Weird Designs: The 167.5 m Tall Building with No Windows

AT&T Long Lines Building

By on 25 Jul 2007, 09:03 GMT
Some of the buildings out there are really strange and usually produce amazement and admiration towards the designer. Well, this one is most notable for its weirdness and its true beauty is hard to appreciate unless you have a really strange art sense.

The AT&T Long Lines Building is a truly unique building, not because it's the tallest, the largest, or the most technically advanced. In fact, it's not even habitable, as it doesn't house apartments or offices. The 167.5 meter tall skyscraper was built to house telephone switching equipment and was completed in 1974.

Located on Church Street, in Manhattan's SoHo neighborhood, the building is shocking the viewer through its lack of windows and flat concrete slab facade.

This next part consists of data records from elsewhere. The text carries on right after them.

mod common;

use common::{write_environment, write_environment_with, FakeGrid};
use ibridges_session::client::ClientErrorKind;
use ibridges_session::session::{AuthStrategy, SessionState};
use ibridges_session::{
    ClientError, ConnectionEnvironment, CredentialStore, ErrorKind, FailureCause, ServerVersion,
    Session, SessionError, SessionOptions,
};
use serde_json::json;
use tempfile::TempDir;

const PASSWORD: &str = "correct horse";

fn options(dir: &TempDir) -> SessionOptions {
    SessionOptions::new()
        .with_environment_file(write_environment(dir.path()))
        .with_auth_file(dir.path().join(".irodsA"))
}

#[test]
fn test_cached_credential_login() {
    let dir = TempDir::new().unwrap();
    let grid = FakeGrid::new();
    CredentialStore::new(dir.path().join(".irodsA"))
        .write(PASSWORD)
        .unwrap();

    let session = Session::open(grid.clone(), options(&dir)).unwrap();

    assert!(session.has_valid_session());
    assert_eq!(session.state(), SessionState::Connected);
    assert_eq!(session.strategy(), Some(AuthStrategy::CachedCredential));
    assert_eq!(grid.state().cached_logins, 1);
    assert_eq!(grid.state().password_logins, 0);
}

#[test]
fn test_wrong_password_is_normalized() {
    let dir = TempDir::new().unwrap();
    let grid = FakeGrid::new();

    let err = Session::open(grid.clone(), options(&dir).with_password("tr0ub4dor"))
        .unwrap_err();

    assert_eq!(err.kind(), ErrorKind::Authentication);
    assert_eq!(err.cause(), Some(FailureCause::WrongPassword));
    assert!(err.to_string().starts_with("wrong password"));
}

#[test]
fn test_failed_connect_leaves_session_unconnected() {
    let dir = TempDir::new().unwrap();
    let grid = FakeGrid::new();
    let mut session = Session::new(grid.clone(), options(&dir).with_password("nope")).unwrap();

    assert!(session.connect().is_err());
    assert_eq!(session.state(), SessionState::Unconnected);
    assert!(session.connection().is_none());
    assert!(!session.has_valid_session());
}

#[test]
fn test_missing_cache_is_normalized() {
    let dir = TempDir::new().unwrap();

    let err = Session::open(FakeGrid::new(), options(&dir)).unwrap_err();
    assert_eq!(err.cause(), Some(FailureCause::NoCachedPassword));
}

#[test]
fn test_stale_cache_is_normalized() {
    let dir = TempDir::new().unwrap();
    CredentialStore::new(dir.path().join(".irodsA"))
        .write("last-years-password")
        .unwrap();

    let err = Session::open(FakeGrid::new(), options(&dir)).unwrap_err();
    assert_eq!(err.cause(), Some(FailureCause::CachedPasswordWrong));
}

#[test]
fn test_close_is_idempotent() {
    let dir = TempDir::new().unwrap();
    let grid = FakeGrid::new();
    let mut session = Session::open(grid.clone(), options(&dir).with_password(PASSWORD)).unwrap();

    session.close();
    assert!(!session.has_valid_session());
    assert_eq!(session.state(), SessionState::Closed);
    assert_eq!(session.strategy(), None);

    session.close();
    assert_eq!(session.state(), SessionState::Closed);
    assert_eq!(grid.state().cleanups, 1);
}

#[test]
fn test_close_before_connect_is_noop() {
    let dir = TempDir::new().unwrap();
    let grid = FakeGrid::new();
    let mut session = Session::new(grid.clone(), options(&dir)).unwrap();

    session.close();
    assert_eq!(session.state(), SessionState::Unconnected);
    assert_eq!(grid.state().cleanups, 0);
}

#[test]
fn test_reconnect_after_close() {
    let dir = TempDir::new().unwrap();
    let grid = FakeGrid::new();
    let mut session = Session::open(grid.clone(), options(&dir).with_password(PASSWORD)).unwrap();

    session.close();
    session.connect().unwrap();

    assert_eq!(session.state(), SessionState::Connected);
    assert!(session.has_valid_session());
    assert_eq!(grid.state().connects, 2);
}

#[test]
fn test_connect_when_valid_is_noop() {
    let dir = TempDir::new().unwrap();
    let grid = FakeGrid::new();
    let mut session = Session::open(grid.clone(), options(&dir).with_password(PASSWORD)).unwrap();

    session.connect().unwrap();
    assert_eq!(grid.state().connects, 1);
}

#[test]
fn test_dead_handle_is_replaced() {
    let dir = TempDir::new().unwrap();
    let grid = FakeGrid::new();
    let mut session = Session::open(grid.clone(), options(&dir).with_password(PASSWORD)).unwrap();

    grid.state().alive = false;
    assert!(!session.has_valid_session());

    session.connect().unwrap();
    assert!(session.has_valid_session());
    assert_eq!(grid.state().connects, 2);
    assert_eq!(grid.state().cleanups, 1);
}

#[test]
fn test_failed_reconnect_after_dead_handle() {
    let dir = TempDir::new().unwrap();
    let grid = FakeGrid::new();
    let mut session = Session::open(grid.clone(), options(&dir).with_password(PASSWORD)).unwrap();

    grid.state().alive = false;
    grid.state().forced_failure = Some(ClientError::new(ClientErrorKind::Network, "timed out"));

    let err = session.connect().unwrap_err();
    assert_eq!(err.kind(), ErrorKind::Connection);
    assert_eq!(session.state(), SessionState::Closed);
    assert_eq!(session.strategy(), None);
    assert!(session.connection().is_none());
    assert_eq!(grid.state().cleanups, 1);
}

#[test]
fn test_write_cached_secret_roundtrip() {
    let dir = TempDir::new().unwrap();
    let grid = FakeGrid::new();
    let session = Session::open(grid.clone(), options(&dir).with_password(PASSWORD)).unwrap();

    assert!(session.write_cached_secret().unwrap());

    let cached = CredentialStore::new(dir.path().join(".irodsA"))
        .read()
        .unwrap()
        .unwrap();
    assert_eq!(cached.as_str(), "pam-negotiated-7f3a");
    drop(session);

    let session = Session::open(grid.clone(), options(&dir)).unwrap();
    assert_eq!(session.strategy(), Some(AuthStrategy::CachedCredential));
}

#[test]
fn test_write_cached_secret_without_pam_password() {
    let dir = TempDir::new().unwrap();
    let grid = FakeGrid::new();
    grid.state().pam_password = None;
    let session = Session::open(grid.clone(), options(&dir).with_password(PASSWORD)).unwrap();

    assert!(!session.write_cached_secret().unwrap());
    assert!(!dir.path().join(".irodsA").exists());
}

#[test]
fn test_write_cached_secret_when_unconnected() {
    let dir = TempDir::new().unwrap();
    let session = Session::new(FakeGrid::new(), options(&dir)).unwrap();

    assert!(!session.write_cached_secret().unwrap());
}

#[test]
fn test_home_is_derived_when_absent() {
    let dir = TempDir::new().unwrap();
    let mut session = Session::new(FakeGrid::new(), options(&dir).with_password(PASSWORD)).unwrap();
    assert_eq!(session.home(), None);

    session.connect().unwrap();
    assert_eq!(session.home(), Some("/tempZone/home/alice"));
}

#[test]
fn test_home_from_environment_is_kept() {
    let dir = TempDir::new().unwrap();
    let env_file = write_environment_with(
        dir.path(),
        json!({ "irods_home": "/tempZone/home/research" }),
    );
    let options = SessionOptions::new()
        .with_environment_file(env_file)
        .with_password(PASSWORD);

    let session = Session::open(FakeGrid::new(), options).unwrap();
    assert_eq!(session.home(), Some("/tempZone/home/research"));
}

#[test]
fn test_home_override_wins() {
    let dir = TempDir::new().unwrap();
    let env_file = write_environment_with(
        dir.path(),
        json!({ "irods_home": "/tempZone/home/research" }),
    );
    let options = SessionOptions::new()
        .with_environment_file(env_file)
        .with_password(PASSWORD)
        .with_irods_home("/tempZone/projects/p1");

    let session = Session::open(FakeGrid::new(), options).unwrap();
    assert_eq!(session.home(), Some("/tempZone/projects/p1"));
}

#[test]
fn test_missing_environment_file_never_connects() {
    let dir = TempDir::new().unwrap();
    let grid = FakeGrid::new();
    let options = SessionOptions::new()
        .with_environment_file(dir.path().join("missing.json"))
        .with_password(PASSWORD);

    let err = Session::open(grid.clone(), options).unwrap_err();
    assert_eq!(err.kind(), ErrorKind::Configuration);
    assert_eq!(grid.state().connects, 0);
}

#[test]
fn test_no_environment_source() {
    let err = Session::new(FakeGrid::new(), SessionOptions::new()).unwrap_err();
    assert_eq!(err.kind(), ErrorKind::Configuration);
}

#[test]
fn test_environment_file_supersedes_mapping() {
    let dir = TempDir::new().unwrap();
    let mapping = ConnectionEnvironment {
        irods_host: Some("stale.example.org".to_string()),
        irods_default_resource: Some("mappingResc".to_string()),
        ..Default::default()
    };
    let options = SessionOptions::new()
        .with_environment(mapping)
        .with_environment_file(write_environment(dir.path()));

    let grid = FakeGrid::new();
    let mut session = Session::new(grid.clone(), options.with_password(PASSWORD)).unwrap();
    let env = session.environment();
    assert_eq!(env.irods_host.as_deref(), Some("irods.example.org"));
    assert_eq!(env.irods_default_resource, None);
    assert!(env.extra.contains_key("ui_tabs"));

    session.connect().unwrap();
    assert_eq!(grid.state().requested_host.as_deref(), Some("irods.example.org"));
}

#[test]
fn test_relative_home_override_rejected() {
    let dir = TempDir::new().unwrap();

    let err = Session::new(FakeGrid::new(), options(&dir).with_irods_home("home/alice")).unwrap_err();

    assert_eq!(err.kind(), ErrorKind::Configuration);
    assert!(err.to_string().contains("home/alice"));
}

#[test]
fn test_in_memory_environment() {
    let grid = FakeGrid::new();
    let mapping = ConnectionEnvironment {
        irods_host: Some("irods.example.org".to_string()),
        irods_port: Some(1247),
        irods_zone_name: Some("tempZone".to_string()),
        irods_user_name: Some("alice".to_string()),
        ..Default::default()
    };

    let session = Session::open(
        grid.clone(),
        SessionOptions::new()
            .with_environment(mapping)
            .with_password(PASSWORD),
    )
    .unwrap();
    assert_eq!(session.environment_file(), None);
    assert_eq!(session.username(), "alice");
}

#[test]
fn test_anonymous_login_is_unsupported() {
    let dir = TempDir::new().unwrap();
    let grid = FakeGrid::new();
    let env_file = write_environment_with(dir.path(), json!({ "irods_user_name": "anonymous" }));
    let options = SessionOptions::new()
        .with_environment_file(env_file)
        .with_password(PASSWORD);

    let err = Session::open(grid.clone(), options).unwrap_err();
    assert_eq!(err.kind(), ErrorKind::UnsupportedAuth);
    assert_eq!(grid.state().connects, 0);
}

#[test]
fn test_unknown_failure_passes_through() {
    let dir = TempDir::new().unwrap();
    let grid = FakeGrid::new();
    let failure = ClientError::new(ClientErrorKind::Network, "no route to host");
    grid.state().forced_failure = Some(failure.clone());

    match Session::open(grid, options(&dir).with_password(PASSWORD)) {
        Err(SessionError::Connection(inner)) => assert_eq!(inner, failure),
        other => panic!("Expected pass-through, got {:?}", other),
    }
}

#[test]
fn test_negotiation_signature_is_normalized() {
    let dir = TempDir::new().unwrap();
    let grid = FakeGrid::new();
    grid.state().forced_failure = Some(ClientError::unknown(
        "Client-Server negotiation failure: CS_NEG_REFUSE,CS_NEG_REQUIRE",
    ));

    let err = Session::open(grid, options(&dir).with_password(PASSWORD)).unwrap_err();
    assert_eq!(err.cause(), Some(FailureCause::NegotiationMisconfigured));
    assert!(err.to_string().contains("CS_NEG_REFUSE"));
}

#[test]
fn test_accessors_when_unconnected() {
    let dir = TempDir::new().unwrap();
    let session = Session::new(FakeGrid::new(), options(&dir)).unwrap();

    assert_eq!(session.host(), "");
    assert_eq!(session.port(), 0);
    assert_eq!(session.username(), "");
    assert_eq!(session.zone(), "");
    assert_eq!(session.server_version().unwrap(), ServerVersion::default());
    assert_eq!(
        session.default_resource().unwrap_err().kind(),
        ErrorKind::Configuration
    );
}

#[test]
fn test_accessors_when_connected() {
    let dir = TempDir::new().unwrap();
    let session = Session::open(FakeGrid::new(), options(&dir).with_password(PASSWORD)).unwrap();

    assert_eq!(session.host(), "irods.example.org");
    assert_eq!(session.port(), 1247);
    assert_eq!(session.zone(), "tempZone");
    assert_eq!(session.server_version().unwrap(), ServerVersion::new(4, 3, 1));
    assert_eq!(session.default_resource().unwrap(), "demoResc");
}

#[test]
fn test_missing_default_resource() {
    let dir = TempDir::new().unwrap();
    let grid = FakeGrid::new();
    grid.state().default_resource = None;
    let session = Session::open(grid, options(&dir).with_password(PASSWORD)).unwrap();

    let err = session.default_resource().unwrap_err();
    assert_eq!(err.kind(), ErrorKind::Configuration);
    assert!(err.to_string().contains("irods_default_resource"));
}

#[test]
fn test_scope_closes_on_success() {
    let dir = TempDir::new().unwrap();
    let grid = FakeGrid::new();
    let mut session = Session::new(grid.clone(), options(&dir).with_password(PASSWORD)).unwrap();

    let zone = session.with_connection(|s| Ok(s.zone())).unwrap();

    assert_eq!(zone, "tempZone");
    assert_eq!(session.state(), SessionState::Closed);
    assert_eq!(grid.state().cleanups, 1);
}

#[test]
fn test_scope_closes_on_error() {
    let dir = TempDir::new().unwrap();
    let grid = FakeGrid::new();
    let mut session = Session::open(grid.clone(), options(&dir).with_password(PASSWORD)).unwrap();

    let result: Result<(), SessionError> =
        session.with_connection(|_| Err(SessionError::NotConnected));

    assert!(result.is_err());
    assert_eq!(session.state(), SessionState::Closed);
    assert!(!session.has_valid_session());
    assert_eq!(grid.state().connects, 1);
}

#[test]
fn test_scope_reconnects_after_close() {
    let dir = TempDir::new().unwrap();
    let grid = FakeGrid::new();
    let mut session = Session::open(grid.clone(), options(&dir).with_password(PASSWORD)).unwrap();
    session.close();

    {
        let guard = session.scoped().unwrap();
        assert!(guard.has_valid_session());
    }

    assert_eq!(session.state(), SessionState::Closed);
    assert_eq!(grid.state().connects, 2);
}

#[test]
fn test_drop_releases_handle() {
    let dir = TempDir::new().unwrap();
    let grid = FakeGrid::new();
    let session = Session::open(grid.clone(), options(&dir).with_password(PASSWORD)).unwrap();

    drop(session);
    assert_eq!(grid.state().cleanups, 1);
}

#[test]
fn test_debug_output_hides_password() {
    let dir = TempDir::new().unwrap();
    let options = options(&dir).with_password(PASSWORD);
    assert!(!format!("{:?}", options).contains(PASSWORD));

    let session = Session::new(FakeGrid::new(), options).unwrap();
    assert!(!format!("{:?}", session).contains(PASSWORD));
}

It kind of looks like a medieval tower, like those linking together portions of a defense wall of an ancient castle.

Even on the inside, the building is strange, because of the fact that the average floor height is 6 meters (18 feet), considerably taller than in an average high-rise. They are also unusually strong, designed to carry 200 to 300 psi live loads. (13 to 20 atmospheres), required by the heavy equipment it contains.

The concrete slab is clad in pink-colored Swedish granite and has six large protrusions which rise to the top, giving the building a castle-like appearance. They actually house air ducts, stairs and elevators.

The architect, William H. Whyte claimed that it features the tallest blank wall in the world. It is also one of the finest examples of the Brutalist architectural style, spawned from the modernist architectural and inspired largely by the work of the Swiss architect Le Corbusier.

It may not be appreciated by most non-specialist and it does require a certain amount if twisted thinking to find it beautiful, but it's this unique and intriguing aspect that makes it one of the most interesting buildings in the world, a refreshing alternative to the steel and glass skyscrapers in today's landscape.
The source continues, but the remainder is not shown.